Nepali Times
ASS
Backside
First past the toast

ASS


As elections approach, the government has announced a Dasain-style
weeklong hibernation. The idea is to depend on the traditional Nepali habit of playing marathon card games, drinking ourselves unconscious with beer-seer and wine-swine so that electoral violence can be reduced to minima. Can't go around beating up candidates if you are so drunk you can't even stand up straight now can you?

But all governments are spoilsports, and ours is no exception. An April Fool spoof in a highly-respected English daily apparently gave the Election Commission the idea that it should indeed declare the country dry in the final week before voting. No worries, though, we have the whole weekend to stock up on booze-sooze so you can be first past the toast.

...

OK, now that we have got the liquidity crisis sorted out, let's move on to the next item on the agenda which is Comrade Laldhoj's assertion that the reds will under no circumstances lose the election. "There is no chance we will lose, it is impossible," he told a campaign rally this week, "which means we won't have to carry out our threat of capturing Narayanhiti if we do." Thank god for that, because Comrade Shock and Awe had us all worried that he was really going to invade India and America if he lost his seat.

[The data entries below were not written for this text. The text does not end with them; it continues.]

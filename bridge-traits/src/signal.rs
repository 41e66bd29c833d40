//! Native callback channel.
//!
//! Native players report readiness, completion and geometry from threads they
//! own. A [`SignalSink`] is handed to the native side at construction; every
//! signal it emits is queued for the binding, which drains the queue on the
//! UI-affine context. Native code never touches binding state directly.

use tokio::sync::mpsc;

/// Sending half of a native signal queue.
///
/// Cloning is cheap; each native object registers its own clone as listener.
pub struct SignalSink<S> {
    sender: mpsc::UnboundedSender<S>,
}

impl<S> SignalSink<S> {
    /// Creates a sink together with the receiver the binding drains.
    pub fn channel() -> (SignalSink<S>, mpsc::UnboundedReceiver<S>) {
        let (sender, receiver) = mpsc::unbounded_channel();
        (SignalSink { sender }, receiver)
    }

    /// Queues a signal. Returns `false` once the binding is gone; native code
    /// may ignore the result since a torn-down binding has nothing to update.
    pub fn emit(&self, signal: S) -> bool {
        self.sender.send(signal).is_ok()
    }

    /// `true` once the receiving binding has been dropped.
    pub fn is_closed(&self) -> bool {
        self.sender.is_closed()
    }
}

impl<S> Clone for SignalSink<S> {
    fn clone(&self) -> Self {
        Self {
            sender: self.sender.clone(),
        }
    }
}

impl<S> std::fmt::Debug for SignalSink<S> {
    fn fmt(&self, f: &mut std::fmt::Formatter<'_>) -> std::fmt::Result {
        f.debug_struct("SignalSink")
            .field("closed", &self.is_closed())
            .finish()
    }
}
//! Geometry shared between the layout collaborator and native backends.

use serde::{Deserialize, Serialize};

/// Frame rectangle in host layout units.
#[derive(Debug, Clone, Copy, PartialEq, Default, Serialize, Deserialize)]
pub struct Rect {
    pub x: f32,
    pub y: f32,
    pub width: f32,
    pub height: f32,
}

impl Rect {
    pub fn new(x: f32, y: f32, width: f32, height: f32) -> Self {
        Self {
            x,
            y,
            width,
            height,
        }
    }

    /// Same size, anchored at the origin. Native layers are positioned
    /// relative to their parent view, so they take the bounds rather than the
    /// frame.
    pub fn bounds(&self) -> Rect {
        Rect::new(0.0, 0.0, self.width, self.height)
    }

    pub fn is_empty(&self) -> bool {
        self.width <= 0.0 || self.height <= 0.0
    }
}

/// Pixel dimensions of a decoded video track.
#[derive(Debug, Clone, Copy, PartialEq, Eq, Default, Hash, Serialize, Deserialize)]
pub struct VideoSize {
    pub width: u32,
    pub height: u32,
}

impl VideoSize {
    pub const ZERO: VideoSize = VideoSize {
        width: 0,
        height: 0,
    };

    pub fn new(width: u32, height: u32) -> Self {
        Self { width, height }
    }

    /// A size counts as discovered once both dimensions are known.
    pub fn is_known(&self) -> bool {
        self.width > 0 && self.height > 0
    }

    /// Applies a track's preferred transform to its natural size.
    ///
    /// Rotated tracks report a natural size in storage orientation; the
    /// transformed size is what the viewer sees. Negative components produced
    /// by rotation are folded back to magnitudes.
    pub fn from_natural(width: f64, height: f64, transform: &Transform) -> Self {
        let w = transform.a * width + transform.c * height;
        let h = transform.b * width + transform.d * height;
        Self::new(w.abs().round() as u32, h.abs().round() as u32)
    }
}

/// Affine transform in the `[a b; c d]` + translation convention used by
/// native track metadata. Translation never affects a size.
#[derive(Debug, Clone, Copy, PartialEq, Serialize, Deserialize)]
pub struct Transform {
    pub a: f64,
    pub b: f64,
    pub c: f64,
    pub d: f64,
    pub tx: f64,
    pub ty: f64,
}

impl Transform {
    pub const IDENTITY: Transform = Transform {
        a: 1.0,
        b: 0.0,
        c: 0.0,
        d: 1.0,
        tx: 0.0,
        ty: 0.0,
    };

    /// Quarter-turn rotation, as recorded for portrait phone footage.
    pub const ROTATE_90: Transform = Transform {
        a: 0.0,
        b: 1.0,
        c: -1.0,
        d: 0.0,
        tx: 0.0,
        ty: 0.0,
    };
}

impl Default for Transform {
    fn default() -> Self {
        Self::IDENTITY
    }
}
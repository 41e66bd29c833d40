//! # Playback Error Types
//!
//! Errors surfaced by the playback binding layer. Native failures inside a
//! binding are logged and never reach the host; these variants cover source
//! normalization and handle-level failures.

use bridge_traits::BridgeError;
use thiserror::Error;

/// Errors that can occur during playback operations.
#[derive(Error, Debug)]
pub enum PlaybackError {
    // ========================================================================
    // Source Errors
    // ========================================================================
    /// No path is set, or the path is blank.
    #[error("No media source set")]
    SourceMissing,

    /// The path could not be turned into a URI the backend accepts.
    #[error("Invalid media source: {0}")]
    InvalidSource(String),

    // ========================================================================
    // Backend Errors
    // ========================================================================
    /// A native backend call failed.
    #[error("Backend error: {0}")]
    Backend(#[from] BridgeError),

    // ========================================================================
    // Lifecycle Errors
    // ========================================================================
    /// The intent or binding has already been disposed.
    #[error("Player disposed")]
    Disposed,

    /// The binding's driver went away before acknowledging a request.
    #[error("Binding channel closed")]
    ChannelClosed,
}

impl PlaybackError {
    /// Returns `true` if this error is transient and the operation can be retried.
    pub fn is_transient(&self) -> bool {
        match self {
            PlaybackError::Backend(err) => err.is_transient(),
            _ => false,
        }
    }
}

/// Result type for playback operations.
pub type Result<T> = std::result::Result<T, PlaybackError>;
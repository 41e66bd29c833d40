//! # Player Configuration
//!
//! Builder-based configuration shared by every player a host creates.
//!
//! ## Overview
//!
//! [`PlayerConfig`] carries the host collaborators a binding needs and the
//! defaults applied to new playback intents. The builder fails fast when a
//! required collaborator is missing.
//!
//! ## Required Collaborators
//!
//! - `UiDispatcher` - runs binding work on the UI-affine context
//! - `PathResolver` - classifies and resolves media sources
//!
//! When the `desktop-shims` feature is enabled, `bridge-desktop` provides
//! both if they are not set explicitly.
//!
//! ## Usage
//!
//! ```ignore
//! use core_runtime::config::{PlaybackDefaults, PlayerConfig};
//! use std::sync::Arc;
//!
//! let config = PlayerConfig::builder()
//!     .ui_dispatcher(Arc::new(MainLooperDispatcher::new()))
//!     .path_resolver(Arc::new(AssetPathResolver::new()))
//!     .defaults(PlaybackDefaults {
//!         auto_play: true,
//!         ..PlaybackDefaults::default()
//!     })
//!     .build()?;
//! ```
//!
//! ## Error Handling
//!
//! Missing collaborators produce [`Error::CapabilityMissing`] with a message
//! naming the platform primitive to inject. Out-of-range values produce
//! [`Error::Config`].

use crate::error::{Error, Result};
use crate::events::DEFAULT_EVENT_BUFFER_SIZE;
use bridge_traits::{PathResolver, ScalingMode, UiDispatcher, VideoGravity};
use std::sync::Arc;

/// Upper bound for the per-intent broadcast buffer.
const MAX_EVENT_BUFFER_SIZE: usize = 4096;

/// Initial flag values of a new playback intent.
#[derive(Debug, Clone, Copy, PartialEq, Eq, Default)]
pub struct PlaybackDefaults {
    /// Start playing as soon as the backend is ready.
    pub auto_play: bool,
    /// Loop natively at end of stream.
    pub looping: bool,
    /// Prepare local sources eagerly and start once buffered.
    pub auto_buffer: bool,
}

/// Configuration shared by the playback bindings of one host.
#[derive(Clone)]
pub struct PlayerConfig {
    /// Runs binding work on the UI-affine context (required)
    pub ui_dispatcher: Arc<dyn UiDispatcher>,

    /// Resolves media sources (required)
    pub path_resolver: Arc<dyn PathResolver>,

    /// Broadcast capacity of each intent's event bus
    pub event_buffer_size: usize,

    /// Applied to surface-style decoders once prepared
    pub scaling_mode: ScalingMode,

    /// Applied to asset-style player layers
    pub video_gravity: VideoGravity,

    pub defaults: PlaybackDefaults,
}

impl std::fmt::Debug for PlayerConfig {
    fn fmt(&self, f: &mut std::fmt::Formatter<'_>) -> std::fmt::Result {
        f.debug_struct("PlayerConfig")
            .field("ui_dispatcher", &"UiDispatcher { ... }")
            .field("path_resolver", &"PathResolver { ... }")
            .field("event_buffer_size", &self.event_buffer_size)
            .field("scaling_mode", &self.scaling_mode)
            .field("video_gravity", &self.video_gravity)
            .field("defaults", &self.defaults)
            .finish()
    }
}

impl PlayerConfig {
    /// Creates a new builder for constructing a `PlayerConfig`.
    pub fn builder() -> PlayerConfigBuilder {
        PlayerConfigBuilder::default()
    }

    /// Validates value ranges.
    pub fn validate(&self) -> Result<()> {
        if self.event_buffer_size == 0 {
            return Err(Error::Config(
                "Event buffer size must be greater than 0".to_string(),
            ));
        }

        if self.event_buffer_size > MAX_EVENT_BUFFER_SIZE {
            return Err(Error::Config(format!(
                "Event buffer size exceeds maximum of {}",
                MAX_EVENT_BUFFER_SIZE
            )));
        }

        Ok(())
    }
}

#[cfg(not(feature = "desktop-shims"))]
fn ui_dispatcher_missing_error() -> Error {
    Error::CapabilityMissing {
        capability: "UiDispatcher".to_string(),
        message: "UiDispatcher implementation is required to run bindings on the UI context. \
                 Desktop: enable the 'desktop-shims' feature to use the default TokioUiDispatcher. \
                 Android: inject a main-looper dispatcher. \
                 iOS: inject a main-queue dispatcher."
            .to_string(),
    }
}

#[cfg(not(feature = "desktop-shims"))]
fn path_resolver_missing_error() -> Error {
    Error::CapabilityMissing {
        capability: "PathResolver".to_string(),
        message: "PathResolver implementation is required to normalize media sources. \
                 Desktop: enable the 'desktop-shims' feature to use the default DesktopPathResolver. \
                 Mobile: inject a resolver rooted at the app's resource directory."
            .to_string(),
    }
}

#[cfg(feature = "desktop-shims")]
fn provide_default_ui_dispatcher() -> Result<Arc<dyn UiDispatcher>> {
    use bridge_desktop::TokioUiDispatcher;

    let dispatcher = TokioUiDispatcher::new().map_err(|e| Error::CapabilityMissing {
        capability: "UiDispatcher".to_string(),
        message: format!("Failed to start the default desktop UI dispatcher: {}", e),
    })?;
    Ok(Arc::new(dispatcher))
}

#[cfg(not(feature = "desktop-shims"))]
fn provide_default_ui_dispatcher() -> Result<Arc<dyn UiDispatcher>> {
    Err(ui_dispatcher_missing_error())
}

#[cfg(feature = "desktop-shims")]
fn provide_default_path_resolver() -> Result<Arc<dyn PathResolver>> {
    use bridge_desktop::DesktopPathResolver;

    Ok(Arc::new(DesktopPathResolver::new()))
}

#[cfg(not(feature = "desktop-shims"))]
fn provide_default_path_resolver() -> Result<Arc<dyn PathResolver>> {
    Err(path_resolver_missing_error())
}

/// Builder for constructing [`PlayerConfig`] instances.
#[derive(Default)]
pub struct PlayerConfigBuilder {
    ui_dispatcher: Option<Arc<dyn UiDispatcher>>,
    path_resolver: Option<Arc<dyn PathResolver>>,
    event_buffer_size: Option<usize>,
    scaling_mode: ScalingMode,
    video_gravity: VideoGravity,
    defaults: PlaybackDefaults,
}

impl PlayerConfigBuilder {
    pub fn ui_dispatcher(mut self, dispatcher: Arc<dyn UiDispatcher>) -> Self {
        self.ui_dispatcher = Some(dispatcher);
        self
    }

    pub fn path_resolver(mut self, resolver: Arc<dyn PathResolver>) -> Self {
        self.path_resolver = Some(resolver);
        self
    }

    /// Sets the broadcast capacity of each intent's event bus.
    ///
    /// Default: 64
    pub fn event_buffer_size(mut self, size: usize) -> Self {
        self.event_buffer_size = Some(size);
        self
    }

    pub fn scaling_mode(mut self, mode: ScalingMode) -> Self {
        self.scaling_mode = mode;
        self
    }

    pub fn video_gravity(mut self, gravity: VideoGravity) -> Self {
        self.video_gravity = gravity;
        self
    }

    pub fn defaults(mut self, defaults: PlaybackDefaults) -> Self {
        self.defaults = defaults;
        self
    }

    pub fn auto_play(mut self, enabled: bool) -> Self {
        self.defaults.auto_play = enabled;
        self
    }

    pub fn looping(mut self, enabled: bool) -> Self {
        self.defaults.looping = enabled;
        self
    }

    pub fn auto_buffer(mut self, enabled: bool) -> Self {
        self.defaults.auto_buffer = enabled;
        self
    }

    /// Builds the final `PlayerConfig`.
    ///
    /// Missing collaborators are filled from `bridge-desktop` when the
    /// `desktop-shims` feature is enabled, and reported as
    /// [`Error::CapabilityMissing`] otherwise.
    pub fn build(self) -> Result<PlayerConfig> {
        let ui_dispatcher = match self.ui_dispatcher {
            Some(dispatcher) => dispatcher,
            None => provide_default_ui_dispatcher()?,
        };

        let path_resolver = match self.path_resolver {
            Some(resolver) => resolver,
            None => provide_default_path_resolver()?,
        };

        let config = PlayerConfig {
            ui_dispatcher,
            path_resolver,
            event_buffer_size: self.event_buffer_size.unwrap_or(DEFAULT_EVENT_BUFFER_SIZE),
            scaling_mode: self.scaling_mode,
            video_gravity: self.video_gravity,
            defaults: self.defaults,
        };

        config.validate()?;

        Ok(config)
    }
}
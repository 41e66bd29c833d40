//! Media source normalization.
//!
//! Backends accept either a network URL or an absolute `file://` URI. Hosts
//! may set any of: a URL, an absolute path, a path relative to the app's
//! resource root, or an existing `file://` URI.

use crate::error::{PlaybackError, Result};
use bridge_traits::PathResolver;

const FILE_SCHEME: &str = "file://";

/// A source in the form a backend accepts.
#[derive(Debug, Clone, PartialEq, Eq)]
pub enum MediaSource {
    /// Absolute `file://` URI.
    Local(String),
    /// Network URL, passed through untouched.
    Remote(String),
}

impl MediaSource {
    /// Normalize a host path.
    ///
    /// Blank paths are [`PlaybackError::SourceMissing`]; paths the resolver
    /// cannot make absolute are [`PlaybackError::InvalidSource`].
    pub fn resolve(path: &str, resolver: &dyn PathResolver) -> Result<Self> {
        let path = path.trim();
        if path.is_empty() {
            return Err(PlaybackError::SourceMissing);
        }

        if resolver.is_url(path) {
            return Ok(MediaSource::Remote(path.to_string()));
        }

        if path.starts_with(FILE_SCHEME) {
            return Ok(MediaSource::Local(path.to_string()));
        }

        if resolver.is_absolute(path) {
            return Ok(MediaSource::Local(format!("{}{}", FILE_SCHEME, path)));
        }

        let absolute = resolver
            .absolute_path(path)
            .map_err(|e| PlaybackError::InvalidSource(e.to_string()))?;
        let absolute = absolute.to_str().ok_or_else(|| {
            PlaybackError::InvalidSource("resolved path is not valid UTF-8".to_string())
        })?;

        Ok(MediaSource::Local(format!("{}{}", FILE_SCHEME, absolute)))
    }

    pub fn uri(&self) -> &str {
        match self {
            MediaSource::Local(uri) | MediaSource::Remote(uri) => uri,
        }
    }

    pub fn is_remote(&self) -> bool {
        matches!(self, MediaSource::Remote(_))
    }
}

The Ass is a bit slow, as you may have noticed by now, which is why it took some time to understand why there was an escalation of electoral violence as soon as the tripartite Maoist-UML-NC talks on seat distribution failed. Hence, UML candidates are having their skulls fractured and bones pulversied--it is all to put pressure on MKN and GPK to agree on PKD's forumla of an electoral bandfand and talmel.

Under this, the NC and the UML would agree to let 16 top Maoist honchos "win" in at least one each of their constituencies as well as obtain at least 25 percent of the seats. Comrade Fearsomeness' tactics seem to have worked because now the talks are on again and the Ass's long ears have picked up signals that a deal is near. Prediction: expect poll violence to die down and a lot of Stalin-style smooching among UML and MLMPP.

...

After The Fierce One's Bolero hit six students in Inaruwa last week and triggered moderate-intensity mayhem on the East-West Highway, El Presidente has not just switched to a slick black TATA Safari but has also replaced his driver with his son Prakash. There can be no one as trustworthy as the fruit of one's loins, but Crown Prince Prakash is known to be an erratic driver and has side-swiped quite a number vehicles in Kathmandu because he is distracted by his new business partnership with the scion of an absolute monarchist.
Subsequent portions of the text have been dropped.